If the paint is found to be unsound, it will need to be completely removed: The existing paint system will fail at the layer that has the weakest adhesion. Old painted surfaces will require adequate surface preparation. The first step is to carry out a series of “adhesion tests” to clearly determine how sound or unsound the existing paint work is.
In order to fix the problem completely the extent and causes of the problem need to be clearly identified, the causes removed and the old paint stripped back to sound substrate before any new painting commences. Failure to do this will only result in further blistering.
In general, blistering is an indication that the adhesion of the paint film is failing therefore simply repairing the blisters is unlikely to cure the problem. Once blistering occurs, it is likely that more blisters will appear.
Blistering due to adhesion loss can occur many ways however the most common ones include:
Painting over weathered timber:
When new timber is exposed to the weather, the surface layers begin to deteriorate, eventually turning the timber grey. Deterioration can occur quickly and in as little as three months, rendering the surface unsuitable for painting without proper restoration. Restoration involves removing the weathered layer back to fresh timber suitable for painting. This can be achieved by either mechanical sanding or chemical treatments (timber reviver).
Painting over old paint: The suitability of the existing aged paint work needs to be determined prior to repainting. As aged paint films become more brittle, they encounter hairline cracks, because they are less capable of withstanding the natural expansion and contraction forces and the oldest paint layer, usually the primer, looses adhesion to the substrate. Hence, when blistering occurs, it often happens at the primersubstrate interface. How to determine if the existing paint film is sound and suitable for repainting? A series of cross-hatch adhesion tests need to be carried out after the test area itself is thoroughly cleaned to remove dirt, dust, chalk, etc. Details on how this test is carried out are provided in a separate bulletin.
Painting over old paint: Moisture from the atmosphere can be present in the substrate prior to painting. If it becomes trapped beneath the paint film.

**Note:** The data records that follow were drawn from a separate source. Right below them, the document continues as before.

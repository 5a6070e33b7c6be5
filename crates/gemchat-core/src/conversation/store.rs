use std::collections::BTreeMap;
use std::sync::Arc;

use super::message::Message;
use super::model::{Conversation, GenerationSetting};
use super::repository::{ConversationArchive, ConversationRepository};
use crate::error::{GemchatError, Result};

const ID_PREFIX: &str = "chat-";

/// In-memory set of conversations backed by a [`ConversationRepository`].
///
/// Invariants:
/// - the mapping is never empty once the store is loaded
/// - `active_id` always names an existing conversation
/// - every conversation is bound to the configured model
///
/// Every mutation writes the full archive through to the repository. A
/// failed write-through is logged and the in-memory change is kept.
pub struct ConversationStore {
    conversations: BTreeMap<String, Conversation>,
    active_id: String,
    configured_model: String,
    repository: Arc<dyn ConversationRepository>,
    /// Millisecond component of the newest id, so new ids keep increasing.
    last_id_millis: i64,
}

impl ConversationStore {
    /// Loads the persisted archive for `configured_model`.
    ///
    /// An absent, empty or unreadable archive yields a single fresh
    /// conversation named "New Chat 1". Loaded conversations are rebound
    /// to `configured_model`.
    pub async fn load(
        repository: Arc<dyn ConversationRepository>,
        configured_model: impl Into<String>,
    ) -> Self {
        let configured_model = configured_model.into();

        let archive = match repository.load().await {
            Ok(Some(archive)) => archive,
            Ok(None) => ConversationArchive::default(),
            Err(e) => {
                tracing::warn!(
                    "[ConversationStore] Stored conversations unreadable, starting fresh: {}",
                    e
                );
                ConversationArchive::default()
            }
        };

        let mut conversations = archive.conversations;
        for conversation in conversations.values_mut() {
            conversation.model = configured_model.clone();
        }
        let last_id_millis = conversations
            .keys()
            .filter_map(|id| parse_id_millis(id))
            .max()
            .unwrap_or(0);

        let mut store = Self {
            conversations,
            active_id: String::new(),
            configured_model,
            repository,
            last_id_millis,
        };

        if store.conversations.is_empty() {
            let id = store.next_id();
            let conversation = Conversation::new(&id, "New Chat 1", &store.configured_model);
            store.conversations.insert(id.clone(), conversation);
            store.active_id = id;
            tracing::info!("[ConversationStore] No stored conversations, created '{}'", store.active_id);
            store.write_through().await;
        } else {
            store.active_id = match archive.active_id {
                Some(id) if store.conversations.contains_key(&id) => id,
                _ => store.first_id(),
            };
            tracing::debug!(
                "[ConversationStore] Loaded {} conversation(s), active '{}'",
                store.conversations.len(),
                store.active_id
            );
        }

        store
    }

    pub fn configured_model(&self) -> &str {
        &self.configured_model
    }

    pub fn active_id(&self) -> &str {
        &self.active_id
    }

    pub fn active(&self) -> Option<&Conversation> {
        self.conversations.get(&self.active_id)
    }

    pub fn get(&self, id: &str) -> Option<&Conversation> {
        self.conversations.get(id)
    }

    /// Conversations in id order, which is creation order for generated ids.
    pub fn conversations(&self) -> impl Iterator<Item = &Conversation> {
        self.conversations.values()
    }

    pub fn len(&self) -> usize {
        self.conversations.len()
    }

    pub fn is_empty(&self) -> bool {
        self.conversations.is_empty()
    }

    /// Creates a conversation and returns its id. The active selection is unchanged.
    pub async fn create(&mut self, name: Option<String>) -> String {
        let id = self.next_id();
        let name = name
            .map(|n| n.trim().to_string())
            .filter(|n| !n.is_empty())
            .unwrap_or_else(|| format!("New Chat {}", self.conversations.len() + 1));

        let conversation = Conversation::new(&id, name, &self.configured_model);
        self.conversations.insert(id.clone(), conversation);
        tracing::debug!("[ConversationStore] Created conversation '{}'", id);

        self.write_through().await;
        id
    }

    /// Deletes a conversation. The last remaining one cannot be deleted.
    ///
    /// When the active conversation is deleted, the first remaining one
    /// becomes active.
    pub async fn delete(&mut self, id: &str) -> Result<()> {
        if !self.conversations.contains_key(id) {
            return Err(GemchatError::not_found("conversation", id));
        }
        if self.conversations.len() == 1 {
            return Err(GemchatError::invariant(
                "cannot delete the last conversation",
            ));
        }

        self.conversations.remove(id);
        if self.active_id == id {
            self.active_id = self.first_id();
        }
        tracing::debug!(
            "[ConversationStore] Deleted conversation '{}', active is '{}'",
            id,
            self.active_id
        );

        self.write_through().await;
        Ok(())
    }

    /// Renames a conversation to the trimmed `new_name`.
    pub async fn rename(&mut self, id: &str, new_name: &str) -> Result<()> {
        let trimmed = new_name.trim();
        if trimmed.is_empty() {
            return Err(GemchatError::validation("conversation name cannot be empty"));
        }

        let conversation = self.get_mut(id)?;
        conversation.name = trimmed.to_string();

        self.write_through().await;
        Ok(())
    }

    pub async fn append_message(&mut self, id: &str, message: Message) -> Result<()> {
        self.get_mut(id)?.history.push(message);
        self.write_through().await;
        Ok(())
    }

    /// Overwrites one generation setting. Values are not range-checked.
    pub async fn update_generation_config(
        &mut self,
        id: &str,
        setting: GenerationSetting,
    ) -> Result<()> {
        self.get_mut(id)?.generation_config.apply(setting);
        self.write_through().await;
        Ok(())
    }

    pub async fn set_active(&mut self, id: &str) -> Result<()> {
        if !self.conversations.contains_key(id) {
            return Err(GemchatError::not_found("conversation", id));
        }
        self.active_id = id.to_string();
        self.write_through().await;
        Ok(())
    }

    /// Snapshot of the persisted state.
    pub fn archive(&self) -> ConversationArchive {
        ConversationArchive {
            conversations: self.conversations.clone(),
            active_id: Some(self.active_id.clone()),
        }
    }

    /// Writes the full archive to the repository.
    pub async fn persist(&self) -> Result<()> {
        self.repository.save(&self.archive()).await
    }

    async fn write_through(&self) {
        if let Err(e) = self.persist().await {
            tracing::warn!("[ConversationStore] Failed to persist conversations: {}", e);
        }
    }

    fn get_mut(&mut self, id: &str) -> Result<&mut Conversation> {
        self.conversations
            .get_mut(id)
            .ok_or_else(|| GemchatError::not_found("conversation", id))
    }

    fn first_id(&self) -> String {
        self.conversations.keys().next().cloned().unwrap_or_default()
    }

    fn next_id(&mut self) -> String {
        let now = chrono::Utc::now().timestamp_millis();
        let mut millis = now.max(self.last_id_millis + 1);
        while self
            .conversations
            .contains_key(&format!("{ID_PREFIX}{millis}"))
        {
            millis += 1;
        }
        self.last_id_millis = millis;
        format!("{ID_PREFIX}{millis}")
    }
}

fn parse_id_millis(id: &str) -> Option<i64> {
    id.strip_prefix(ID_PREFIX)?.parse().ok()
}
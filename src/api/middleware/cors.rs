//! CORS policy.

use axum::http::{HeaderName, HeaderValue, Method, header};
use std::time::Duration;
use tower_http::cors::{AllowOrigin, Any, CorsLayer};

const ALLOWED_METHODS: [Method; 7] = [
    Method::GET,
    Method::POST,
    Method::PUT,
    Method::DELETE,
    Method::OPTIONS,
    Method::HEAD,
    Method::PATCH,
];

fn allowed_headers() -> [HeaderName; 10] {
    [
        header::ACCEPT,
        header::ACCEPT_LANGUAGE,
        header::CONTENT_LANGUAGE,
        header::CONTENT_TYPE,
        header::AUTHORIZATION,
        HeaderName::from_static("x-requested-with"),
        HeaderName::from_static("x-api-key"),
        header::ORIGIN,
        header::CACHE_CONTROL,
        header::PRAGMA,
    ]
}

fn exposed_headers() -> [HeaderName; 4] {
    [
        header::CONTENT_LENGTH,
        header::CONTENT_TYPE,
        HeaderName::from_static("x-total-count"),
        HeaderName::from_static("x-page-count"),
    ]
}

/// Creates the CORS layer for the configured origins.
///
/// A `*` entry allows any origin; credentials are then disabled, since
/// browsers reject a wildcard origin with credentials. Otherwise only the
/// listed origins are allowed, with credentials. Entries that are not valid
/// header values are skipped with a warning.
pub fn layer(origins: &[String]) -> CorsLayer {
    let base = CorsLayer::new()
        .allow_methods(ALLOWED_METHODS)
        .allow_headers(allowed_headers())
        .expose_headers(exposed_headers())
        .max_age(Duration::from_secs(3600));

    if origins.iter().any(|o| o == "*") {
        return base.allow_origin(Any);
    }

    let parsed: Vec<HeaderValue> = origins
        .iter()
        .filter_map(|origin| match HeaderValue::from_str(origin) {
            Ok(value) => Some(value),
            Err(_) => {
                tracing::warn!(%origin, "Ignoring invalid CORS origin");
                None
            }
        })
        .collect();

    base.allow_origin(AllowOrigin::list(parsed))
        .allow_credentials(true)
}
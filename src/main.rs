use anyhow::Result;
use kaivora_api::{config, server};
use tracing_subscriber::EnvFilter;

#[tokio::main]
async fn main() -> Result<()> {
    dotenvy::dotenv().ok();

    let config = config::load_from_env()?;

    init_tracing(&config.log_level, &config.log_format);
    config.print_summary();

    server::run(config).await
}

/// Installs the global subscriber. `format` is `text` or `json`.
fn init_tracing(level: &str, format: &str) {
    let filter = EnvFilter::try_new(level).unwrap_or_else(|_| EnvFilter::new("info"));

    let builder = tracing_subscriber::fmt()
        .with_env_filter(filter)
        .with_target(false);

    if format == "json" {
        builder.json().init();
    } else {
        builder.init();
    }
}
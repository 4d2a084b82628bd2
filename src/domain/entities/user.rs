//! User entity for the authentication endpoints.

use chrono::{DateTime, Utc};

/// A registered user.
///
/// `hashed_password` holds an Argon2 PHC string; the raw password is never stored.
#[derive(Debug, Clone, PartialEq)]
pub struct User {
    pub id: i64,
    pub username: String,
    pub email: String,
    pub hashed_password: String,
    pub created_at: DateTime<Utc>,
}

/// Input data for creating a new user.
#[derive(Debug, Clone)]
pub struct NewUser {
    pub username: String,
    pub email: String,
    pub hashed_password: String,
}
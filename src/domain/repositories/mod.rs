//! Repository trait definitions for the domain layer.
//!
//! These traits abstract data access so the same services run against the
//! in-memory store or PostgreSQL, selected at startup.
//!
//! # Architecture
//!
//! - Traits define the contract for data operations
//! - Implementations live in `crate::infrastructure::{memory, persistence}`
//! - Mock implementations are auto-generated via `mockall` for testing
//!
//! # Available Repositories
//!
//! - [`ItemRepository`] - Item CRUD and pagination
//! - [`UserRepository`] - User accounts for authentication

pub mod item_repository;
pub mod user_repository;

pub use item_repository::ItemRepository;
pub use user_repository::UserRepository;

#[cfg(test)]
pub use item_repository::MockItemRepository;
#[cfg(test)]
pub use user_repository::MockUserRepository;
//! Generic success envelope.

use chrono::{DateTime, Utc};
use serde::Serialize;

/// `{message, data, timestamp}` wrapper used by the info and delete endpoints.
#[derive(Debug, Serialize)]
pub struct ApiResponse<T: Serialize> {
    pub message: String,
    pub data: T,
    pub timestamp: DateTime<Utc>,
}

impl<T: Serialize> ApiResponse<T> {
    pub fn new(message: impl Into<String>, data: T) -> Self {
        Self {
            message: message.into(),
            data,
            timestamp: Utc::now(),
        }
    }
}
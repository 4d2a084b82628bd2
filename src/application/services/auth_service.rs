//! Authentication service: registration, login and bearer token checks.

use std::sync::Arc;

use chrono::Duration;
use serde_json::json;

use crate::domain::entities::{NewUser, User};
use crate::domain::repositories::UserRepository;
use crate::error::AppError;
use crate::utils::jwt::{TokenError, TokenSigner};
use crate::utils::password::{hash_password, verify_password};

/// Service for user accounts and their access tokens.
///
/// Passwords are hashed with Argon2 on the blocking pool; tokens are HS256
/// JWTs whose `sub` claim is the username.
pub struct AuthService<R: UserRepository + ?Sized> {
    repository: Arc<R>,
    signer: TokenSigner,
    token_ttl: Duration,
}

fn invalid_credentials() -> AppError {
    AppError::unauthorized("Incorrect username or password", json!(null))
}

fn internal_error(message: &str, cause: impl ToString) -> AppError {
    AppError::internal(message, json!({ "cause": cause.to_string() }))
}

fn invalid_token(reason: &str) -> AppError {
    AppError::unauthorized(
        "Could not validate credentials",
        json!({ "reason": reason }),
    )
}

impl<R: UserRepository + ?Sized> AuthService<R> {
    /// Creates a new authentication service.
    ///
    /// # Arguments
    ///
    /// - `repository` - user store
    /// - `signer` - token signer built from the server secret
    /// - `token_ttl` - lifetime of issued access tokens
    pub fn new(repository: Arc<R>, signer: TokenSigner, token_ttl: Duration) -> Self {
        Self {
            repository,
            signer,
            token_ttl,
        }
    }

    /// Creates a user account with a hashed password.
    ///
    /// Input shape (username length, email format) is checked by the caller.
    ///
    /// # Errors
    ///
    /// Returns [`AppError::Conflict`] if the username or email is taken.
    pub async fn create_user(
        &self,
        username: String,
        email: String,
        password: String,
    ) -> Result<User, AppError> {
        if self.repository.find_by_username(&username).await?.is_some() {
            return Err(AppError::conflict(
                "Username already registered",
                json!({ "field": "username" }),
            ));
        }
        if self.repository.find_by_email(&email).await?.is_some() {
            return Err(AppError::conflict(
                "Email already registered",
                json!({ "field": "email" }),
            ));
        }

        let hashed_password = tokio::task::spawn_blocking(move || hash_password(&password))
            .await
            .map_err(|e| internal_error("Password hashing task failed", e))?
            .map_err(|e| internal_error("Password hashing failed", e))?;

        let user = self
            .repository
            .create(NewUser {
                username,
                email,
                hashed_password,
            })
            .await?;

        tracing::info!(user_id = user.id, username = %user.username, "User registered");
        Ok(user)
    }

    /// Registers a user and returns an access token for them.
    pub async fn register(
        &self,
        username: String,
        email: String,
        password: String,
    ) -> Result<String, AppError> {
        let user = self.create_user(username, email, password).await?;
        self.issue_token(&user)
    }

    /// Checks credentials and returns a fresh access token.
    ///
    /// # Errors
    ///
    /// Returns [`AppError::Unauthorized`] for an unknown user or a wrong
    /// password, without saying which.
    pub async fn login(&self, username: &str, password: &str) -> Result<String, AppError> {
        let Some(user) = self.repository.find_by_username(username).await? else {
            tracing::debug!(%username, "Login for unknown user");
            return Err(invalid_credentials());
        };

        let password = password.to_string();
        let hashed = user.hashed_password.clone();
        let matches = tokio::task::spawn_blocking(move || verify_password(&password, &hashed))
            .await
            .map_err(|e| internal_error("Password check task failed", e))?;

        match matches {
            Ok(true) => self.issue_token(&user),
            Ok(false) => Err(invalid_credentials()),
            Err(e) => {
                tracing::warn!(user_id = user.id, error = %e, "Stored password hash is unusable");
                Err(invalid_credentials())
            }
        }
    }

    /// Resolves a bearer token to the user it was issued for.
    ///
    /// # Errors
    ///
    /// Returns [`AppError::Unauthorized`] if the token is invalid, expired,
    /// or names a user that no longer exists.
    pub async fn authenticate(&self, token: &str) -> Result<User, AppError> {
        let claims = self.signer.verify_token(token).map_err(|e| match e {
            TokenError::Expired => invalid_token("Token has expired"),
            _ => invalid_token("Invalid token"),
        })?;

        self.repository
            .find_by_username(&claims.sub)
            .await?
            .ok_or_else(|| invalid_token("User no longer exists"))
    }

    fn issue_token(&self, user: &User) -> Result<String, AppError> {
        self.signer
            .issue_token(&user.username, self.token_ttl)
            .map_err(|e| internal_error("Token signing failed", e))
    }
}
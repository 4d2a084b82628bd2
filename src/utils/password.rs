//! Password hashing with Argon2.
//!
//! Hashes are stored as PHC strings (`$argon2id$v=19$...`), which embed the
//! salt and parameters, so verification needs nothing but the stored string.

use argon2::{
    Argon2,
    password_hash::{PasswordHash, PasswordHasher, PasswordVerifier, SaltString, rand_core::OsRng},
};

#[derive(Debug, thiserror::Error)]
pub enum PasswordError {
    #[error("failed to hash password: {0}")]
    Hash(String),

    #[error("stored password hash is malformed: {0}")]
    MalformedHash(String),
}

/// Hashes a password with a fresh random salt.
///
/// # Errors
///
/// Returns [`PasswordError::Hash`] if Argon2 rejects the input.
pub fn hash_password(password: &str) -> Result<String, PasswordError> {
    let salt = SaltString::generate(&mut OsRng);

    Argon2::default()
        .hash_password(password.as_bytes(), &salt)
        .map(|hash| hash.to_string())
        .map_err(|e| PasswordError::Hash(e.to_string()))
}

/// Checks a password against a stored PHC hash.
///
/// A wrong password is `Ok(false)`; only an unparsable hash is an error.
pub fn verify_password(password: &str, hashed: &str) -> Result<bool, PasswordError> {
    let parsed =
        PasswordHash::new(hashed).map_err(|e| PasswordError::MalformedHash(e.to_string()))?;

    Ok(Argon2::default()
        .verify_password(password.as_bytes(), &parsed)
        .is_ok())
}

#[cfg(test)]
mod tests {
    use super::*;

    #[test]
    fn test_hash_and_verify() {
        let hash = hash_password("amorverdadeiro").unwrap();

        assert!(hash.starts_with("$argon2"));
        assert!(verify_password("amorverdadeiro", &hash).unwrap());
        assert!(!verify_password("wrong", &hash).unwrap());
    }

    #[test]
    fn test_hash_is_salted() {
        let a = hash_password("same").unwrap();
        let b = hash_password("same").unwrap();

        assert_ne!(a, b);
    }

    #[test]
    fn test_malformed_hash_is_error() {
        assert!(matches!(
            verify_password("x", "not-a-phc-string"),
            Err(PasswordError::MalformedHash(_))
        ));
    }
}
//! DTOs for health check endpoint.

use chrono::{DateTime, Utc};
use serde::Serialize;

/// Health check response with component status.
#[derive(Debug, Serialize)]
pub struct HealthResponse {
    pub status: String,
    pub service: String,
    pub version: String,
    pub environment: String,
    pub timestamp: DateTime<Utc>,
    pub checks: HealthChecks,
}

/// Health status for each system component.
#[derive(Debug, Serialize)]
pub struct HealthChecks {
    pub store: CheckStatus,
}

/// Individual component health status.
#[derive(Debug, Serialize)]
pub struct CheckStatus {
    pub status: String,

    #[serde(skip_serializing_if = "Option::is_none")]
    pub message: Option<String>,
}

impl CheckStatus {
    pub fn ok(message: impl Into<String>) -> Self {
        Self {
            status: "ok".to_string(),
            message: Some(message.into()),
        }
    }

    pub fn error(message: impl Into<String>) -> Self {
        Self {
            status: "error".to_string(),
            message: Some(message.into()),
        }
    }

    pub fn is_ok(&self) -> bool {
        self.status == "ok"
    }
}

It will force its way out when the sun heats the surface, resulting in blistering due to adhesion loss. Therefore, the moisture levels need to be checked prior to painting. Golden rule: If the moisture content of bare timber is above 15% it is unsuitable for painting and must be allowed to dry out. A portable moisture meter can quickly determine what the current moisture levels are. Details on the correct use of a “moisture meter” are provided in a separate bulletin. After painting, the moisture levels within the substrate need to remain low to avoid blistering. If the levels rise due to water ingress, seepage, rising damp or damage to the paint film, then blistering is likely to occur.